What the task asks: Check every line of the entries below for the word "ListFilter", and copy the ones that have it.

Material shown:
□ □ □ □ □ □ □

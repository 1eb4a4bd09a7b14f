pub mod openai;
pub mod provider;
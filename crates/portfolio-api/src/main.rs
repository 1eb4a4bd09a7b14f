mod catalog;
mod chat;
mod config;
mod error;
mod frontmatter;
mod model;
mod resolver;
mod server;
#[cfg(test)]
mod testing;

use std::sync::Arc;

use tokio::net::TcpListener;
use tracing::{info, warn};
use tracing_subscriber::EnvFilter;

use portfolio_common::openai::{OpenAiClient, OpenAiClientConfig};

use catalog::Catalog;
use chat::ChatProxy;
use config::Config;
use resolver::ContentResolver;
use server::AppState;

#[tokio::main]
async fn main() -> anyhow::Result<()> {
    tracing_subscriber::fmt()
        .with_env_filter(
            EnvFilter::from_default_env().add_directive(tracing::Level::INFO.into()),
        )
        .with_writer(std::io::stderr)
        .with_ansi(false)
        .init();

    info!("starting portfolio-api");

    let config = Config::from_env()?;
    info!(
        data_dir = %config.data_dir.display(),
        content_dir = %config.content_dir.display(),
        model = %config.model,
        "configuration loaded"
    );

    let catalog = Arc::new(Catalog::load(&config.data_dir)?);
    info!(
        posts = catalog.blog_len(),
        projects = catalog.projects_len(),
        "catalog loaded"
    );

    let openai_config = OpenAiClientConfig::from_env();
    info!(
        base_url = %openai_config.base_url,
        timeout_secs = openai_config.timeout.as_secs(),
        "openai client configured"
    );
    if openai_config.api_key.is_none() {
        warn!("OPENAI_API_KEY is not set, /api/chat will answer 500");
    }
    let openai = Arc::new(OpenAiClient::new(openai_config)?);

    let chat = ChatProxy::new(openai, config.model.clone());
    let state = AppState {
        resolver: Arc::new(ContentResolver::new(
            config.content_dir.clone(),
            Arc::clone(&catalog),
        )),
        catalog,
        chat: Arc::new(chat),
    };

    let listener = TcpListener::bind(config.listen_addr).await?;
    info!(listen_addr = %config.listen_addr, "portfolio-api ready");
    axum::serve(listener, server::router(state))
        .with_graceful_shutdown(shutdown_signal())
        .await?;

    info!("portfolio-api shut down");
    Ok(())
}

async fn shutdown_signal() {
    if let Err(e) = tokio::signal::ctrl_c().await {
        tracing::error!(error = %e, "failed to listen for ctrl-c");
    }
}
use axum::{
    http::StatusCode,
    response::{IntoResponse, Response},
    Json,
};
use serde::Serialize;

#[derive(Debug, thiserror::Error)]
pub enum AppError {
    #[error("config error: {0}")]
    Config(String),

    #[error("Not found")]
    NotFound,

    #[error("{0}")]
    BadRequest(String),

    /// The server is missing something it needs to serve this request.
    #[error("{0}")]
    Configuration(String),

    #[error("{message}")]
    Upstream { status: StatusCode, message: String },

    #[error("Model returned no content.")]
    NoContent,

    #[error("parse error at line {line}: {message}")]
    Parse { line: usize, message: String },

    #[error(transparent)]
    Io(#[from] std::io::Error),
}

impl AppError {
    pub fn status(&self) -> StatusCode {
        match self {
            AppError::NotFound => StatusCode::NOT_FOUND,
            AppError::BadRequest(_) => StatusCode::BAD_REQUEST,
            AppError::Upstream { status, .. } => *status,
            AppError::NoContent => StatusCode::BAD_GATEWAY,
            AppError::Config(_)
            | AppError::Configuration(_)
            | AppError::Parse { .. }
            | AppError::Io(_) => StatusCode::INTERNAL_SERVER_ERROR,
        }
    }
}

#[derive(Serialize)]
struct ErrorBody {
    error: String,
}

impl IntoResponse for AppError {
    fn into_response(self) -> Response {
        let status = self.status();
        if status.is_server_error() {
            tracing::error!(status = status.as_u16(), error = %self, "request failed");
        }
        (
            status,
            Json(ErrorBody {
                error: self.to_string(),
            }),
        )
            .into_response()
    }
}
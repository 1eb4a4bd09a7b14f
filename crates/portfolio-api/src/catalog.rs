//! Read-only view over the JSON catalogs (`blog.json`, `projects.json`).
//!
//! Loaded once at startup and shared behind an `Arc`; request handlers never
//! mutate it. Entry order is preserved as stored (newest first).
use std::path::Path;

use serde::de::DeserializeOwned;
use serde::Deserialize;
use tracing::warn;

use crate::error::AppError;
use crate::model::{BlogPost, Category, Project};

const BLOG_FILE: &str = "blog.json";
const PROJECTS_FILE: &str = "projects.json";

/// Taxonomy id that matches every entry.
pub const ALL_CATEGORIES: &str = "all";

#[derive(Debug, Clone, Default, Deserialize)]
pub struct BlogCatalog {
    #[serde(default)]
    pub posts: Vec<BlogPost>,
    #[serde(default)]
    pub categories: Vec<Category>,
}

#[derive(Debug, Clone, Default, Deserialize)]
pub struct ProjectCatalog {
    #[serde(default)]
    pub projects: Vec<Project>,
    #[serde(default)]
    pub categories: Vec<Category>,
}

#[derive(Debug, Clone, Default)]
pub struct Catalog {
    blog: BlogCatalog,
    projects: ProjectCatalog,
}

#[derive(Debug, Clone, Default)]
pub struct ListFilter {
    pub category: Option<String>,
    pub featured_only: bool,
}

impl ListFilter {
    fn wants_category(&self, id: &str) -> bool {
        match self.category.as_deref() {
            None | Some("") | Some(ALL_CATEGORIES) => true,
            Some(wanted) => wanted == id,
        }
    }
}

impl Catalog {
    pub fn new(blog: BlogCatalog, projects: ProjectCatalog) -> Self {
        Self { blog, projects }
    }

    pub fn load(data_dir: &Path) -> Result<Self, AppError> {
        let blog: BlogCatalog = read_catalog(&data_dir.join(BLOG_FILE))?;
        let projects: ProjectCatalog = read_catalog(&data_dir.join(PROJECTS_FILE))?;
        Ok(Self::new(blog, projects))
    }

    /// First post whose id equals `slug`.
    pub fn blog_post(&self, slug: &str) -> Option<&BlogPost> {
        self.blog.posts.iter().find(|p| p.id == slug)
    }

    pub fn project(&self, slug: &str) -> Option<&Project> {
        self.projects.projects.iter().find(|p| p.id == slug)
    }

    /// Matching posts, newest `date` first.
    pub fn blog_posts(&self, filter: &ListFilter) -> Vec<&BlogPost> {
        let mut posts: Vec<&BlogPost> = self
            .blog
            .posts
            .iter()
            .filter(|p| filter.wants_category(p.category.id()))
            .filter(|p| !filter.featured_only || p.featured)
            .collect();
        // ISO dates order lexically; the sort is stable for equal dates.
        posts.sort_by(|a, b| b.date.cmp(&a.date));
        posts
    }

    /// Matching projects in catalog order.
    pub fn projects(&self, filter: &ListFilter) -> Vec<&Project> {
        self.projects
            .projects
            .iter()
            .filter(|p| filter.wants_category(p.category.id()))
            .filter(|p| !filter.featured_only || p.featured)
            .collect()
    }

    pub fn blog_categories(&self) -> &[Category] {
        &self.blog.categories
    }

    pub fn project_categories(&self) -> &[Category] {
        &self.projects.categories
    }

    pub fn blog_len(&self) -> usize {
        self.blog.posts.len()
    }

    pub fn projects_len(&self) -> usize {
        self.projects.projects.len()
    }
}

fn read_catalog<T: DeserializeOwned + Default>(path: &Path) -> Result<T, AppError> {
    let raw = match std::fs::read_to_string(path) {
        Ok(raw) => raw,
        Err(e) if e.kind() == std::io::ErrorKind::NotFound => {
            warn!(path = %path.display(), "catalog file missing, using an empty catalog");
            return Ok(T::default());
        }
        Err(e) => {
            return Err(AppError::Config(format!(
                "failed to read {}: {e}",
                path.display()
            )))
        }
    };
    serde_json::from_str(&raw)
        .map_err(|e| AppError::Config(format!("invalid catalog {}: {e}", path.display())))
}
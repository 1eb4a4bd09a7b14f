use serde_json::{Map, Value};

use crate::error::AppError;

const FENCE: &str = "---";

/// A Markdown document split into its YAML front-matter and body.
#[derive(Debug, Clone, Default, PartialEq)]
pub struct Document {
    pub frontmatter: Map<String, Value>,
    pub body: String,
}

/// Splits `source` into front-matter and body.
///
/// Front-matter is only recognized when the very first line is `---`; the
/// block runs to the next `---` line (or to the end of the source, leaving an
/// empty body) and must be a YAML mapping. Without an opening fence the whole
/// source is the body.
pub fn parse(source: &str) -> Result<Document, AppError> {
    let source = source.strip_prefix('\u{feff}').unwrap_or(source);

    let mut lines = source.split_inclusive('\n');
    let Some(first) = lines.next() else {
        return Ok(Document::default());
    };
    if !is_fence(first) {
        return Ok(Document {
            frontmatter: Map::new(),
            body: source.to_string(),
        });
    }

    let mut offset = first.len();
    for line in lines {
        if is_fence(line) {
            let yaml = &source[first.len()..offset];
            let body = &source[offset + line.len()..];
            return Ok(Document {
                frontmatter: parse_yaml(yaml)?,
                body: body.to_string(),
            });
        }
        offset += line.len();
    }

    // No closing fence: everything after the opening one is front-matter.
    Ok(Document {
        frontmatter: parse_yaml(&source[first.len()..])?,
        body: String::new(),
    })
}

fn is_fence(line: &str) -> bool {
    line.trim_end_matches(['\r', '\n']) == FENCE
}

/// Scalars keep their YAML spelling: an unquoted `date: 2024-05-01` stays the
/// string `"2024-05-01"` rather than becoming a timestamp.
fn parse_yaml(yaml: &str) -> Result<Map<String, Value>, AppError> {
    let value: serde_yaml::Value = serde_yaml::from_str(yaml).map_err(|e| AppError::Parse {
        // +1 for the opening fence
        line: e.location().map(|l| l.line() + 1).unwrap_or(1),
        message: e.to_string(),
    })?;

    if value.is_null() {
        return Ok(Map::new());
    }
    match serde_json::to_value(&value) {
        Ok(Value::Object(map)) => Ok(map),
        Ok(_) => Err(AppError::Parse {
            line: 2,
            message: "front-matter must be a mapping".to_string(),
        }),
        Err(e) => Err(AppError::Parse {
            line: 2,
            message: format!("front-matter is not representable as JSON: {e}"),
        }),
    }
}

□ □ □ □ □ □ □

Solution to the exercise:
pub struct ListFilter {
impl ListFilter {
    pub fn blog_posts(&self, filter: &ListFilter) -> Vec<&BlogPost> {
    pub fn projects(&self, filter: &ListFilter) -> Vec<&Project> {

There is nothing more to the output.